Would you write out, word for word, each line of the records below from the top through the one holding "pub fn len(&self)"?

» Given information
---------------

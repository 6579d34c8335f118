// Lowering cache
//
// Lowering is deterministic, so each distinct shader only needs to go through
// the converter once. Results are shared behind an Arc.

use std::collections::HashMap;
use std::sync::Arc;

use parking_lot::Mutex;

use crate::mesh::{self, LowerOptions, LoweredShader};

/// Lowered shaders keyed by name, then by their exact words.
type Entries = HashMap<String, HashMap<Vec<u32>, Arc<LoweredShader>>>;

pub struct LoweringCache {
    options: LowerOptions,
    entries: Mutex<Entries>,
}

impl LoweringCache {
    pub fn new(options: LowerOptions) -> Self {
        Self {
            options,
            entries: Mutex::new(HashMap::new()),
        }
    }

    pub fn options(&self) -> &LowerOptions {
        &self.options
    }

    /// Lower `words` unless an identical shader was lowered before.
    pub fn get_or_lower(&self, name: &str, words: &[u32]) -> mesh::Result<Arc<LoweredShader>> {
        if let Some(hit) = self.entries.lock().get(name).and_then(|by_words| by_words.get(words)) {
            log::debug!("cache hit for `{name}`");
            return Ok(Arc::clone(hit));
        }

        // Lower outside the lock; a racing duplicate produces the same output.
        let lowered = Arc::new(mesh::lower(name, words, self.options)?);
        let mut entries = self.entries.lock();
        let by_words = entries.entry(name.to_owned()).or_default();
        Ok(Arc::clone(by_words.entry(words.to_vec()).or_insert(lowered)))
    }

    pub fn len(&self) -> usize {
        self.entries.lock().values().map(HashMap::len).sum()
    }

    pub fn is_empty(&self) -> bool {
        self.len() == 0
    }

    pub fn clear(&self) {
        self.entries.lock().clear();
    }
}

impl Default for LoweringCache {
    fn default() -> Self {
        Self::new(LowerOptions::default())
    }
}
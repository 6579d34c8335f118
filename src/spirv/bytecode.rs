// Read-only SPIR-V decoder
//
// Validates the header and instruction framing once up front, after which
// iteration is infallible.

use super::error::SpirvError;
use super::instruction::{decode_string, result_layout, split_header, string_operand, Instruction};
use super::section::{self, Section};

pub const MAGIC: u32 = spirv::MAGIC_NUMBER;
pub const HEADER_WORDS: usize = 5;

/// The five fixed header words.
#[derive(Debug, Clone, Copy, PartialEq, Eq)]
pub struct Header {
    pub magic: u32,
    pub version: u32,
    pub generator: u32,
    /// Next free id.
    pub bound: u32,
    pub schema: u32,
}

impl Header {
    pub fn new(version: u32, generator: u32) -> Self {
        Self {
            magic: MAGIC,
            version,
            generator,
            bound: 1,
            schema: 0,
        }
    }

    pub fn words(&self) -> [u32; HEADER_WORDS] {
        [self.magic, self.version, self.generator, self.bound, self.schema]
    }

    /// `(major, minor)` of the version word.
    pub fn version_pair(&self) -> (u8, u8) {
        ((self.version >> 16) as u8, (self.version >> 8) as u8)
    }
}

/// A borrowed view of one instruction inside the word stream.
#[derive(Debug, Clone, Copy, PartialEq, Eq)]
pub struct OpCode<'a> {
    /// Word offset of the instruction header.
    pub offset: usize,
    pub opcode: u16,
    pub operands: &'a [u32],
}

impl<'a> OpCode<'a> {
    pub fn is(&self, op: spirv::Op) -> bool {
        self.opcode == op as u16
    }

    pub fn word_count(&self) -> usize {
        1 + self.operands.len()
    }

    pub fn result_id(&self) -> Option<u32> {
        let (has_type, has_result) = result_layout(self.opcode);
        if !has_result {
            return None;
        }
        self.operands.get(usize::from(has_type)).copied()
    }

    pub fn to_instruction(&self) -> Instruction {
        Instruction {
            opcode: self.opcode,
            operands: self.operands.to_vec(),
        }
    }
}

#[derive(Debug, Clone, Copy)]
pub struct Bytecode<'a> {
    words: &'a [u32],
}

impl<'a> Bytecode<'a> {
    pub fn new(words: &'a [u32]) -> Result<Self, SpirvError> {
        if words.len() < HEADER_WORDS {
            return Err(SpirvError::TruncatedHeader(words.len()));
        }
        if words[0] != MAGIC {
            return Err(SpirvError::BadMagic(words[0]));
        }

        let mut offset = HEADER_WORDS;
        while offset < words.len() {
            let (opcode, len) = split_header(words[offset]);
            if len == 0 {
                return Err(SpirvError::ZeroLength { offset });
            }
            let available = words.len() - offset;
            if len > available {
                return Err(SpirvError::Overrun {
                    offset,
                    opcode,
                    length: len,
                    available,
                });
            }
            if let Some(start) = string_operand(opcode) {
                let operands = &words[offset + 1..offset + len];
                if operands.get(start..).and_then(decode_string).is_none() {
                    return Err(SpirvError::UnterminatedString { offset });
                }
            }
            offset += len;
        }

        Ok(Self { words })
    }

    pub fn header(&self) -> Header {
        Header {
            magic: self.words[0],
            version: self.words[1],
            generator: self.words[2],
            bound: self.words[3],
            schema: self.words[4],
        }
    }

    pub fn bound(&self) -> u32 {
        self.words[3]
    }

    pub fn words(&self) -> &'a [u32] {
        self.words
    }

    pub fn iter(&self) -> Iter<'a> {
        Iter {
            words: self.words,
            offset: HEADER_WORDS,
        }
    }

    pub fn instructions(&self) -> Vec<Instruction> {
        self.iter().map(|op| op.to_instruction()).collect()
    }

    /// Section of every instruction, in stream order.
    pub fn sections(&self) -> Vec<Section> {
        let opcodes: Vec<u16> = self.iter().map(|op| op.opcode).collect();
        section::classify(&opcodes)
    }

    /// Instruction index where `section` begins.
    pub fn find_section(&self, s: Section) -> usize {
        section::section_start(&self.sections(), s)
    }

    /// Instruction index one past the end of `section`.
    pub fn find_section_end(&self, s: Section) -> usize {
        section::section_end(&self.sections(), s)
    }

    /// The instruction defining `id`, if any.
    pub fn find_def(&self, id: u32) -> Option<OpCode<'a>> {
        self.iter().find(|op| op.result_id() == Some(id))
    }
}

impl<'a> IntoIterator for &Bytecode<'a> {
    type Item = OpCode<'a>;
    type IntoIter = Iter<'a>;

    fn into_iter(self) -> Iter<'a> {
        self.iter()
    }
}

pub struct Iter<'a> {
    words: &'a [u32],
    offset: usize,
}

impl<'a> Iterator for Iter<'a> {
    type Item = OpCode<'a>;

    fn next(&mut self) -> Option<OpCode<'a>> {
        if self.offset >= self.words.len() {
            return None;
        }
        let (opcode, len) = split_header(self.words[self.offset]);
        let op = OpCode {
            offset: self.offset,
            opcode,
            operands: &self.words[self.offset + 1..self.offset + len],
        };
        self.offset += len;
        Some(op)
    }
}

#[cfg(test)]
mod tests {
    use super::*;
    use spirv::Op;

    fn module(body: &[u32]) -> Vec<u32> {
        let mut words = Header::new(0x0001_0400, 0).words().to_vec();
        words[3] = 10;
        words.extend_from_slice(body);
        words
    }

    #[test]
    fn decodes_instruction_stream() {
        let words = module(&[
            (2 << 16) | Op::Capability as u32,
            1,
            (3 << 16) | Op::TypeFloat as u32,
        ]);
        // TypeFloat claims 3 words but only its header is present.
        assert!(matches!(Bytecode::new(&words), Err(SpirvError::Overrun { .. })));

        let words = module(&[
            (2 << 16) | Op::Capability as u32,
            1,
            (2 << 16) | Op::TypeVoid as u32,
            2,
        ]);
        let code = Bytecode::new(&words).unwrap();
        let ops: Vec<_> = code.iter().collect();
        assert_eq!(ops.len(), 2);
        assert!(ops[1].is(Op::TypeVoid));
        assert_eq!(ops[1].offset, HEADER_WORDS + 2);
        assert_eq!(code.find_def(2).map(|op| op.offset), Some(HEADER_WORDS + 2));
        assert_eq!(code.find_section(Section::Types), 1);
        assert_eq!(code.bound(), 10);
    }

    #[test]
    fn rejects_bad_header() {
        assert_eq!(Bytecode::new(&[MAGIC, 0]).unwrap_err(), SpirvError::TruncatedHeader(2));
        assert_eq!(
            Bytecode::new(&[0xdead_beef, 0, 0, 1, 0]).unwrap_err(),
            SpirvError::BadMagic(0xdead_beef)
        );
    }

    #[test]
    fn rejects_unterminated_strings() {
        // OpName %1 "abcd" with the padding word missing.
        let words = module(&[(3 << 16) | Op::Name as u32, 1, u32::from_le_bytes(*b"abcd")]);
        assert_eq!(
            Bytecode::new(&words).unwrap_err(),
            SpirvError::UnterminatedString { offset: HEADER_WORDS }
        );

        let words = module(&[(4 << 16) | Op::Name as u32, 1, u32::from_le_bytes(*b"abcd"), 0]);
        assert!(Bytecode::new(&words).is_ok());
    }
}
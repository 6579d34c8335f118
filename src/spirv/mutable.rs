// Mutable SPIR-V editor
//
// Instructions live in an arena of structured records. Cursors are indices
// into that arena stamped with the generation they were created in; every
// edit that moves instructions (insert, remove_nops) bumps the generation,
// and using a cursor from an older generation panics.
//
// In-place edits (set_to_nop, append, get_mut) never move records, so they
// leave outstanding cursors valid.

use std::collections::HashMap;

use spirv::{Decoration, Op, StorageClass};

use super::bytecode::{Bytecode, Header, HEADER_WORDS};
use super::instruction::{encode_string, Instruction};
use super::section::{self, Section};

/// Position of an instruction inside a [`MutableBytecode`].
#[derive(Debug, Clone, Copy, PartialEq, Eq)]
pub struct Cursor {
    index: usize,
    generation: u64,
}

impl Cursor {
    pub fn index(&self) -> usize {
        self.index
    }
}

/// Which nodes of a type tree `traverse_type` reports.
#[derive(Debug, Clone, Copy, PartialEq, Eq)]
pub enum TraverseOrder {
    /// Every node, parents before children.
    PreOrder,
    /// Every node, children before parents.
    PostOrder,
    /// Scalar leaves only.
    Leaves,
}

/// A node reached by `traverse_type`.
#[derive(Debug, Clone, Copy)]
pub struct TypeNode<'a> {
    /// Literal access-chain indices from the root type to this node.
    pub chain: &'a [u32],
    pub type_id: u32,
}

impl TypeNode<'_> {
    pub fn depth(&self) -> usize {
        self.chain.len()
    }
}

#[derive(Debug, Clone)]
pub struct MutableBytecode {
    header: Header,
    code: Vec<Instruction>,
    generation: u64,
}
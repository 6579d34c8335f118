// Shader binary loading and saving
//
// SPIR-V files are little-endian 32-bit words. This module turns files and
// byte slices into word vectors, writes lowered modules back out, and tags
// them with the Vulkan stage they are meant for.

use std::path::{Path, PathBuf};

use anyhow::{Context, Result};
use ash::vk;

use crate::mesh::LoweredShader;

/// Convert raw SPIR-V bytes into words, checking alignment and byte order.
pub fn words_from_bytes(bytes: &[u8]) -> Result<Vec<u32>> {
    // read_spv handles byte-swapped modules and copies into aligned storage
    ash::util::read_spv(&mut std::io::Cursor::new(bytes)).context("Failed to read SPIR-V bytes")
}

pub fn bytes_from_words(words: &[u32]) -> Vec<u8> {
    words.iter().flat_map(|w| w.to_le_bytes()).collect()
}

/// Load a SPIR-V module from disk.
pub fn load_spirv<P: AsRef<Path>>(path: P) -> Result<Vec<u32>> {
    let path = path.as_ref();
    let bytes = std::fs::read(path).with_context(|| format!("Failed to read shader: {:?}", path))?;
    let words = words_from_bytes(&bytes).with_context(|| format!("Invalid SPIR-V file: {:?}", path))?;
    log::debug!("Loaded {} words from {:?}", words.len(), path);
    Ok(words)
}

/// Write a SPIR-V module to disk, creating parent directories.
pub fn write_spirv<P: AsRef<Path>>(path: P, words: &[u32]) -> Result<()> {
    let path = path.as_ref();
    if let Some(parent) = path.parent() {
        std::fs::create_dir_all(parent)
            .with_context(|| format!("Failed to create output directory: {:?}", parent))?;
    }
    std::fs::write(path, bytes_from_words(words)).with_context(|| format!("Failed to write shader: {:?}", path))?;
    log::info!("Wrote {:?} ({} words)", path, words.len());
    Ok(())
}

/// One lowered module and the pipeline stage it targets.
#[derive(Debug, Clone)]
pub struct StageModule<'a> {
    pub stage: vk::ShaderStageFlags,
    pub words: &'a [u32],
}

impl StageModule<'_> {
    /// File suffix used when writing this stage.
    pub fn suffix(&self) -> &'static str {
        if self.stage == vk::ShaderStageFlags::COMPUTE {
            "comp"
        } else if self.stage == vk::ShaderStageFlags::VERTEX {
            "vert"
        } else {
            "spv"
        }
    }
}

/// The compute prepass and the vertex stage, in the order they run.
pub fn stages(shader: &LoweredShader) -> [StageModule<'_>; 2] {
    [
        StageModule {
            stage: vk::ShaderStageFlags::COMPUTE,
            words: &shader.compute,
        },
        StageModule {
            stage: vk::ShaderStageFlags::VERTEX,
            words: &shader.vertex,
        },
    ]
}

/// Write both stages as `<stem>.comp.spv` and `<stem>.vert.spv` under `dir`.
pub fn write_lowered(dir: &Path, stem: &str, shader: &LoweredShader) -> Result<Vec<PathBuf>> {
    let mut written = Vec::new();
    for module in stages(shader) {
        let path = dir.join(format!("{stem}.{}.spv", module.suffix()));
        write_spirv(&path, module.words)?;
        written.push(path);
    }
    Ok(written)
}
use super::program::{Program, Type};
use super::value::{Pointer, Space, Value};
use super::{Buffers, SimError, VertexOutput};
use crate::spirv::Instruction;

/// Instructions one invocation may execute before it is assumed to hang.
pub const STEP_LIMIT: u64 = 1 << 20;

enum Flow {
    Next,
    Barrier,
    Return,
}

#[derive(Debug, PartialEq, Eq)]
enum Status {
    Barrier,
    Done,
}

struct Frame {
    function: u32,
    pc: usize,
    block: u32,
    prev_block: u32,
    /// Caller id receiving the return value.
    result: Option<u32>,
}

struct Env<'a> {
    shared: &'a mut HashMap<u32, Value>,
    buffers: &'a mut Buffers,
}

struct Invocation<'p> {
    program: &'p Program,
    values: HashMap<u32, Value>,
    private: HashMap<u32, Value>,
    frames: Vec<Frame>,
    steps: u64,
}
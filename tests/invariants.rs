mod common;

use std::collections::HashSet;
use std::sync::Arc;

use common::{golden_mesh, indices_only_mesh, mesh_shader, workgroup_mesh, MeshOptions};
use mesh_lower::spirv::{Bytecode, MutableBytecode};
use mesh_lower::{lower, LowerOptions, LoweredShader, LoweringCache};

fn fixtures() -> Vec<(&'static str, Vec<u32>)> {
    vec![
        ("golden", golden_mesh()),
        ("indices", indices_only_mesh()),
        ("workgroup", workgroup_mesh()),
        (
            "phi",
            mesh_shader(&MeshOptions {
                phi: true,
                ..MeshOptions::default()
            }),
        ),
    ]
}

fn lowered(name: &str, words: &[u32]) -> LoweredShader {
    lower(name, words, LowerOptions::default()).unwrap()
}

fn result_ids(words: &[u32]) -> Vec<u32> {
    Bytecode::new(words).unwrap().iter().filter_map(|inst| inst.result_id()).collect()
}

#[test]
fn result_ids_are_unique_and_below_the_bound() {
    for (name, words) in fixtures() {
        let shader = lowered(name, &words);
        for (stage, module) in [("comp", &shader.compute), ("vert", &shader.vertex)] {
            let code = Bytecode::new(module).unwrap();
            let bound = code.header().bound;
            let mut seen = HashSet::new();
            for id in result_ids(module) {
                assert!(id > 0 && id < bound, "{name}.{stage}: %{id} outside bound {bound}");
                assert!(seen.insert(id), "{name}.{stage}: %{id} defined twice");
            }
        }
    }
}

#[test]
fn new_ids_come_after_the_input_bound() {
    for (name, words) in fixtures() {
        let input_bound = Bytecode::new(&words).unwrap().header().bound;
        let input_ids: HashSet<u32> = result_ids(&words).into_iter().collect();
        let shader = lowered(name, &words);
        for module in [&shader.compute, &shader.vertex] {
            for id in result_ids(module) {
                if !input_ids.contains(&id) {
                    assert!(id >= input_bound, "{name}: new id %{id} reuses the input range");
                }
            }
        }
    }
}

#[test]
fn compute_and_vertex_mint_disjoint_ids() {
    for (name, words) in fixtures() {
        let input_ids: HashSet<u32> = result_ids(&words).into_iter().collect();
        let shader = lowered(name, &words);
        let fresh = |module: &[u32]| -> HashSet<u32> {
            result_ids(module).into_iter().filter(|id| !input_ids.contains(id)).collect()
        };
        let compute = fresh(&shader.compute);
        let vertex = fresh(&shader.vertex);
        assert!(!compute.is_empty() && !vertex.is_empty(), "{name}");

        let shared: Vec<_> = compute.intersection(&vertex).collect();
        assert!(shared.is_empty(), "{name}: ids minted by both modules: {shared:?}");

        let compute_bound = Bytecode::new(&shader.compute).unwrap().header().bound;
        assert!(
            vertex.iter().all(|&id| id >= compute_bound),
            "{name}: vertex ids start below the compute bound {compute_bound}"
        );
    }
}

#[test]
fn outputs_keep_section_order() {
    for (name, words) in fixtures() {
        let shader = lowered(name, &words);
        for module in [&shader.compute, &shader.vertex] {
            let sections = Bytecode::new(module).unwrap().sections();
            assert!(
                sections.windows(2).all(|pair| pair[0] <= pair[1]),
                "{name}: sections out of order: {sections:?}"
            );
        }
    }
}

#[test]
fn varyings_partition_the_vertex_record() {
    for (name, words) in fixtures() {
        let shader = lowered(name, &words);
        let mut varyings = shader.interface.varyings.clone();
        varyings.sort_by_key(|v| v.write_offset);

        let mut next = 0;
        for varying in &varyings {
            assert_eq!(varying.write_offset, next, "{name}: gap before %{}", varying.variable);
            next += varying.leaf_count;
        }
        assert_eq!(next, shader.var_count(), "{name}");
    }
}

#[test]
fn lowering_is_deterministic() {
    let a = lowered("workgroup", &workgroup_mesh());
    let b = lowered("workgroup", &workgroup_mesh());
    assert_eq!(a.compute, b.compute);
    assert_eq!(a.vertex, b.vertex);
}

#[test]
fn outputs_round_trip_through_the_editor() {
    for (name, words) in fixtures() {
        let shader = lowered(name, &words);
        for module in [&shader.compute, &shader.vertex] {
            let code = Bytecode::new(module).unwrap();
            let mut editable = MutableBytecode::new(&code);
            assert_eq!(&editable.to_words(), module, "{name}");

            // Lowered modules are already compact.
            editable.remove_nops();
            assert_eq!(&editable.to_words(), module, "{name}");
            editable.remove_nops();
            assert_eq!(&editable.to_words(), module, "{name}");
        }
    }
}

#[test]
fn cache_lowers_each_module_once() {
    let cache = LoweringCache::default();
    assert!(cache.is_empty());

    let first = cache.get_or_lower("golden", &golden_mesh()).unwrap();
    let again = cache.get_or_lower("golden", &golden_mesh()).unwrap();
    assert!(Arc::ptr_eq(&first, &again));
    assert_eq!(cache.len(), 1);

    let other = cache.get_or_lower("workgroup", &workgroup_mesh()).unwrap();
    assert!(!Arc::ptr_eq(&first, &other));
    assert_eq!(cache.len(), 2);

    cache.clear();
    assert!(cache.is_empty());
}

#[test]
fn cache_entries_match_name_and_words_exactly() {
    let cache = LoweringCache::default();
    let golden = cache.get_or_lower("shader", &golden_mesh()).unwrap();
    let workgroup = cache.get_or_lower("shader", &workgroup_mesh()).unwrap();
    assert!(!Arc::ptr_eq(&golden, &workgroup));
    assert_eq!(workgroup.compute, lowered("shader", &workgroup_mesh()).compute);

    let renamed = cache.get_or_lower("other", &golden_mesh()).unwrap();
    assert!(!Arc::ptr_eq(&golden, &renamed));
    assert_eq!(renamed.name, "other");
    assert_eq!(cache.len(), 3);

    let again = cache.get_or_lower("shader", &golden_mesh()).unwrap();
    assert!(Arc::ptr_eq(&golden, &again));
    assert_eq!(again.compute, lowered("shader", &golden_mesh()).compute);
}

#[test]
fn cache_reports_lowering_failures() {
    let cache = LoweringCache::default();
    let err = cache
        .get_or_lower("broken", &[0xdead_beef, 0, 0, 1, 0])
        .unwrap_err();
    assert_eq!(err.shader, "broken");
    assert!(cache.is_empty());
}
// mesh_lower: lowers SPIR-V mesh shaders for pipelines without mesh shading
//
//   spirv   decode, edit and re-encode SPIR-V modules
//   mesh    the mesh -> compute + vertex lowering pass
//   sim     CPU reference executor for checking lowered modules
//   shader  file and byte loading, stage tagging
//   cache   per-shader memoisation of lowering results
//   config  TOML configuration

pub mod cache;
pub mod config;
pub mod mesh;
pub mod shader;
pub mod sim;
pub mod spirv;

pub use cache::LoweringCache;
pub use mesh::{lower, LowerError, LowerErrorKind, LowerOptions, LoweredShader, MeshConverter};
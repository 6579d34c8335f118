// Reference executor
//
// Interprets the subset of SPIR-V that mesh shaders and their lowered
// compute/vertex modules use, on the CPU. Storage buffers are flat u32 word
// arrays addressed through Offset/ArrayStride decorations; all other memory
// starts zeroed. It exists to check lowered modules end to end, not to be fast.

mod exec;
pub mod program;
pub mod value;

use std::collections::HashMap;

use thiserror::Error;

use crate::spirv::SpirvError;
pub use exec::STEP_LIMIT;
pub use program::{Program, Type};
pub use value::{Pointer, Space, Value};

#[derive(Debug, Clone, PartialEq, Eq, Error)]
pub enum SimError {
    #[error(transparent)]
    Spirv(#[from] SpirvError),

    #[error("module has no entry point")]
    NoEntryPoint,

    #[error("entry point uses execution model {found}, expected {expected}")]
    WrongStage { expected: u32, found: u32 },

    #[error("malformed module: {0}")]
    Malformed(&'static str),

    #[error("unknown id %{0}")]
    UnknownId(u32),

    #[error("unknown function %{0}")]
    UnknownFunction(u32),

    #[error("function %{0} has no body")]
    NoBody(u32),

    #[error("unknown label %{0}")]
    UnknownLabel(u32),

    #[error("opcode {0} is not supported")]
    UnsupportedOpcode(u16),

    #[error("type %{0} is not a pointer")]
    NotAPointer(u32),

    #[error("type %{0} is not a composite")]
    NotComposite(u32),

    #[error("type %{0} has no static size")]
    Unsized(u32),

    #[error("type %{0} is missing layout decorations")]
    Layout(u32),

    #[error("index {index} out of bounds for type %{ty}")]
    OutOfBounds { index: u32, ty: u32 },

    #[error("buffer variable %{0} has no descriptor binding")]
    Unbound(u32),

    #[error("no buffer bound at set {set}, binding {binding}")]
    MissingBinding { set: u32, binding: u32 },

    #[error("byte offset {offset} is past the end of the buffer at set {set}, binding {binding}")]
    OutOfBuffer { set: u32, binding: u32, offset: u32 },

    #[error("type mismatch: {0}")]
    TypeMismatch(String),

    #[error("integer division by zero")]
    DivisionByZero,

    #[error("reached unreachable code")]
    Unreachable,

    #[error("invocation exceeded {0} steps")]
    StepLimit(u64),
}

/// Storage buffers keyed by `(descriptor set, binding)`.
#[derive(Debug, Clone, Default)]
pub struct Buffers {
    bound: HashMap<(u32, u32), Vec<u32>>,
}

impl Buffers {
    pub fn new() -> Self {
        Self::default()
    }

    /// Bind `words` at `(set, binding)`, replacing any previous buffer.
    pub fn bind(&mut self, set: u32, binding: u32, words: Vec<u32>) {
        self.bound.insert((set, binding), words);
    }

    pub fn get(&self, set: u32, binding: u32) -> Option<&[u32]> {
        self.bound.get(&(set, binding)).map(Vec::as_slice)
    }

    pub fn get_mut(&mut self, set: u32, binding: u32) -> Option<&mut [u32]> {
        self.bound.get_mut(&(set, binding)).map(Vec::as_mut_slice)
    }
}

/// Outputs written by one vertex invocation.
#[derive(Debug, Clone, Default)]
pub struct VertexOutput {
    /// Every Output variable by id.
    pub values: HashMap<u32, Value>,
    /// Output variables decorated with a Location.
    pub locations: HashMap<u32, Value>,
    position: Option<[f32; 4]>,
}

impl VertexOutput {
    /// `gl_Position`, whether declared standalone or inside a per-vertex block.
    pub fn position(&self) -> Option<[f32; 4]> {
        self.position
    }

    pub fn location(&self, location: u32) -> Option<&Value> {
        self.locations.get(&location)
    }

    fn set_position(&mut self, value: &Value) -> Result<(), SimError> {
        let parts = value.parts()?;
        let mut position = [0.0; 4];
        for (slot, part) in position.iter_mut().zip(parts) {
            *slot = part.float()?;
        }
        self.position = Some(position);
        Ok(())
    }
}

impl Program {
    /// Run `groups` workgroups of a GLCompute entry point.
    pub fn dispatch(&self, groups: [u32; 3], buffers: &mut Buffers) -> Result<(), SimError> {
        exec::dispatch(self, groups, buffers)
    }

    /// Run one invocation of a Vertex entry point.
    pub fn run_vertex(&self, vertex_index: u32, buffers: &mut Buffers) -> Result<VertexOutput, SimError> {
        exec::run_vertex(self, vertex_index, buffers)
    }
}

---------------

» Worked solution
repository 6579d34c8335f118
// Lowering cache
//
// Lowering is deterministic, so each distinct shader only needs to go through
// the converter once. Results are shared behind an Arc.

use std::collections::HashMap;
use std::sync::Arc;

use parking_lot::Mutex;

use crate::mesh::{self, LowerOptions, LoweredShader};

/// Lowered shaders keyed by name, then by their exact words.
type Entries = HashMap<String, HashMap<Vec<u32>, Arc<LoweredShader>>>;

pub struct LoweringCache {
    options: LowerOptions,
    entries: Mutex<Entries>,
}

impl LoweringCache {
    pub fn new(options: LowerOptions) -> Self {
        Self {
            options,
            entries: Mutex::new(HashMap::new()),
        }
    }

    pub fn options(&self) -> &LowerOptions {
        &self.options
    }

    /// Lower `words` unless an identical shader was lowered before.
    pub fn get_or_lower(&self, name: &str, words: &[u32]) -> mesh::Result<Arc<LoweredShader>> {
        if let Some(hit) = self.entries.lock().get(name).and_then(|by_words| by_words.get(words)) {
            log::debug!("cache hit for `{name}`");
            return Ok(Arc::clone(hit));
        }

        // Lower outside the lock; a racing duplicate produces the same output.
        let lowered = Arc::new(mesh::lower(name, words, self.options)?);
        let mut entries = self.entries.lock();
        let by_words = entries.entry(name.to_owned()).or_default();
        Ok(Arc::clone(by_words.entry(words.to_vec()).or_insert(lowered)))
    }

    pub fn len(&self) -> usize {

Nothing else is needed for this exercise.